Everyone who knows me knows I love my bride. They all know she's the most important thing in the world to me and the reason I get up when the alarm clock screams. Everyone who knows me knows I loved my Mother. I can't think of baseball, collard greens, Frank Sinatra or Glen Miller without getting tears in my eyes because I worshiped the woman who gave birth to me. Everyone who knows me knows I love my sisters. Three distinct individuals who all did their part to raise the baby of the family. Everyone who knows me knows I love my Mother-in-law. Mother-in-laws become the butt of way too many jokes. Not mine. When my own mother died she made it a point to pull me aside and tell me that she couldn't replace my Mother but she'd do her best to make sure I knew she loved me and wanted to take care of me. She does that and then some. What people may not know is that, so far, the first person to make me cry like a baby on this Valentine's Day wasn't a woman (and it's supposed to be a woman that makes you emotional on the day we've set aside for, well, mushy things.) No, the person that put me in a 'mushy' frame of mind was my father-in-law.
He put a Valentine's card in my hand yesterday. Hallmark's handiwork didn't mention a son-in-law. It mentioned a son........period. We talked on the phone later in the evening and he wanted to make SURE I'd noticed the card didn't say son-in-law....he wanted to make sure I'd noticed it just said "Son."
My own father left this world when I was a still a young man. ONE time he shook my hand and I damn near fainted. I figured he loved me, but was never really sure. He's probably somewhere now regretting that he didn't tell me. By the same token he's probably somewhere thanking God that Charles Fowler IS taking the time to tell me. He may one day get the opportunity to thank Charles Fowler personally for saying things he never got the opportunity to say. I sure hope that day ain't in the near future.

Wednesday, January 11, 2012


I'm not much of a praying person. When/ if I do pray it's usually a "there's no atheists in foxholes" kind of a situation. But when I do, I usually end it with a message to to any of my angels who might be listening. I guess it makes praying more believable if you're praying to souls you've known "in the flesh" rather than the Creator of the universe. I'll keep that list of angels private...but if you know me, you know who they are.
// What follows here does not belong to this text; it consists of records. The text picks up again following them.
use evhub_core::{EventHub, Listener};
use std::sync::atomic::{AtomicUsize, Ordering};
use std::sync::{Arc, Mutex};

fn counting_listener() -> (Arc<AtomicUsize>, Listener<()>) {
    let count = Arc::new(AtomicUsize::new(0));
    let count_clone = count.clone();
    let listener = Listener::infallible(move |_: &()| {
        count_clone.fetch_add(1, Ordering::SeqCst);
    });
    (count, listener)
}

#[test]
fn test_registration_order_preserved() {
    let hub: EventHub<()> = EventHub::new();
    let calls = Arc::new(Mutex::new(Vec::new()));

    let c1 = calls.clone();
    hub.on("E", Listener::infallible(move |_: &()| c1.lock().unwrap().push("L1")));
    let c2 = calls.clone();
    hub.on("E", Listener::infallible(move |_: &()| c2.lock().unwrap().push("L2")));

    hub.emit("E", &()).expect("emit");
    assert_eq!(*calls.lock().unwrap(), vec!["L1", "L2"]);
}

#[test]
fn test_off_removes_exactly_one_occurrence() {
    let hub: EventHub<()> = EventHub::new();
    let (count, listener) = counting_listener();
    hub.on("E", listener.clone());
    hub.on("E", listener.clone());

    hub.off("E", &listener);
    hub.emit("E", &()).expect("emit");

    assert_eq!(count.load(Ordering::SeqCst), 1);
}

#[test]
fn test_off_keeps_other_listeners_in_place() {
    let hub: EventHub<()> = EventHub::new();
    let calls = Arc::new(Mutex::new(Vec::new()));

    let listeners: Vec<Listener<()>> = ["a", "b", "c"]
        .into_iter()
        .map(|name| {
            let calls = calls.clone();
            Listener::infallible(move |_: &()| calls.lock().unwrap().push(name))
        })
        .collect();
    for listener in &listeners {
        hub.on("AJAX", listener.clone());
    }

    hub.off("AJAX", &listeners[1]);
    hub.emit("AJAX", &()).expect("emit");
    assert_eq!(*calls.lock().unwrap(), vec!["a", "c"]);
}

#[test]
fn test_repeated_dispatch_invokes_each_time() {
    let hub: EventHub<()> = EventHub::new();
    let (first, l1) = counting_listener();
    let (second, l2) = counting_listener();
    hub.on("E", l1);
    hub.on("E", l2);

    hub.emit("E", &()).expect("emit");
    hub.emit("E", &()).expect("emit");

    assert_eq!(first.load(Ordering::SeqCst), 2);
    assert_eq!(second.load(Ordering::SeqCst), 2);
}

#[test]
fn test_once_alongside_plain_listener() {
    let hub: EventHub<()> = EventHub::new();
    let (once_count, l) = counting_listener();
    let (plain_count, m) = counting_listener();
    hub.once("E", l);
    hub.on("E", m);
    assert_eq!(hub.listener_count("E"), 2);

    hub.emit("E", &()).expect("emit");
    hub.emit("E", &()).expect("emit");

    assert_eq!(once_count.load(Ordering::SeqCst), 1);
    assert_eq!(plain_count.load(Ordering::SeqCst), 2);
}

#[test]
fn test_clear_by_name_is_scoped() {
    let hub: EventHub<()> = EventHub::new();
    let (e1_count, l1) = counting_listener();
    let (e2_count, l2) = counting_listener();
    hub.on("E1", l1);
    hub.on("E2", l2);

    hub.clear(Some("E1"));
    hub.emit("E1", &()).expect("emit");
    hub.emit("E2", &()).expect("emit");

    assert_eq!(e1_count.load(Ordering::SeqCst), 0);
    assert_eq!(e2_count.load(Ordering::SeqCst), 1);
    assert!(!hub.event_names().contains(&"E1".to_string()));
}

#[test]
fn test_full_clear() {
    let hub: EventHub<()> = EventHub::new();
    let (count, listener) = counting_listener();
    hub.on("E1", listener.clone());
    hub.on("E2", listener.clone());
    hub.once("E3", listener);

    hub.clear(None);
    assert!(hub.is_empty());

    for event in ["E1", "E2", "E3"] {
        hub.emit(event, &()).expect("emit");
    }
    assert_eq!(count.load(Ordering::SeqCst), 0);
}

#[test]
fn test_unknown_event_is_noop() {
    let hub: EventHub<()> = EventHub::new();
    let (count, listener) = counting_listener();
    hub.on("known", listener.clone());

    assert!(hub.emit("never", &()).is_ok());
    assert!(!hub.off("never", &listener));
    hub.clear(Some("never"));

    assert_eq!(hub.event_names(), vec!["known".to_string()]);
    assert_eq!(hub.listener_count("known"), 1);
    assert_eq!(count.load(Ordering::SeqCst), 0);
}

#[test]
fn test_identity_not_structure_drives_removal() {
    let hub: EventHub<()> = EventHub::new();
    let registered: Listener<()> = Listener::infallible(|_: &()| {});
    let lookalike: Listener<()> = Listener::infallible(|_: &()| {});
    hub.on("E", registered.clone());

    assert!(!hub.off("E", &lookalike));
    assert_eq!(hub.listener_count("E"), 1);
    assert!(hub.off("E", &registered));
    assert_eq!(hub.listener_count("E"), 0);
}

#[test]
fn test_same_listener_on_several_events() {
    let hub: EventHub<()> = EventHub::new();
    let (count, listener) = counting_listener();
    hub.on("E1", listener.clone());
    hub.on("E2", listener.clone());

    hub.off("E1", &listener);
    hub.emit("E1", &()).expect("emit");
    hub.emit("E2", &()).expect("emit");

    assert_eq!(count.load(Ordering::SeqCst), 1);
}

#[test]
fn test_off_does_not_reach_once_wrapper() {
    let hub: EventHub<()> = EventHub::new();
    let (count, listener) = counting_listener();
    hub.once("E", listener.clone());

    assert!(!hub.off("E", &listener));
    hub.emit("E", &()).expect("emit");
    assert_eq!(count.load(Ordering::SeqCst), 1);
}

#[test]
fn test_unsubscribe_removes_once_wrapper() {
    let hub: EventHub<()> = EventHub::new();
    let (count, listener) = counting_listener();
    let id = hub.once("E", listener);

    assert!(hub.unsubscribe("E", id));
    hub.emit("E", &()).expect("emit");
    assert_eq!(count.load(Ordering::SeqCst), 0);
}

#[test]
fn test_unsubscribe_plain_listener() {
    let hub: EventHub<()> = EventHub::new();
    let (count, listener) = counting_listener();
    let first = hub.on("E", listener.clone());
    let _second = hub.on("E", listener);

    assert!(hub.unsubscribe("E", first));
    assert!(!hub.unsubscribe("other", first));
    hub.emit("E", &()).expect("emit");
    assert_eq!(count.load(Ordering::SeqCst), 1);
}

#[test]
fn test_typed_payload_reaches_listener() {
    #[derive(Debug)]
    struct Request {
        url: String,
        retries: u8,
    }

    let hub: EventHub<Request> = EventHub::new();
    let seen = Arc::new(Mutex::new(None));
    let seen_clone = seen.clone();
    hub.on(
        "AJAX-CALL",
        Listener::infallible(move |req: &Request| {
            *seen_clone.lock().unwrap() = Some((req.url.clone(), req.retries));
        }),
    );

    hub.emit(
        "AJAX-CALL",
        &Request {
            url: "/api/items".to_string(),
            retries: 2,
        },
    )
    .expect("emit");

    assert_eq!(
        *seen.lock().unwrap(),
        Some(("/api/items".to_string(), 2))
    );
}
So that brings me to you Nancy. There I was standing in the lobby of the Seventh Day Adventist Church in Loganville, Georgia about to be a pall bearer at your funeral. You immediately got added to my list of angels. We'd had lunch together not a full day before you left us. For the first time since we met, you hugged me and said "I love ya'....I'm proud of ya..." But there I was just days later in the lobby of that church, asking my newest angel how to make my bride smile again.
Christmas wasn't good - she went through motions and went to church and lit candles and acted like all was right with her world. But it really wasn't. It only served to remind her how much you loved Christmas. Just days before she was elated that you'd put up your "dream tree" in the living room....a tree that Rich's would've been proud to light on Thanksgiving night (yeah, I'm showing my age.) But then you weren't there to see it lit on Christmas morning.
When I first started dating the woman that became my bride, you were the friend I was most worried about meeting. I knew you cared so much for her that if I didn't pass your inspection, it might be a deal breaker. Thank God you approved. So much so that you bought me a Christmas gift that very first Christmas. I exhaled because I guess that meant I passed the test.
I'll be hollering at you quite often in the weeks, months and years to come. I know there's going to be times when the hole you've left can only be filled by your laugh, your hard head and your determination. And not just for her - you provided a swift kick to my posterior on more than one occasion....I'm sure I'm going to need more. So, for me, you're heaven's newest angel...I know you're making the other angels behave!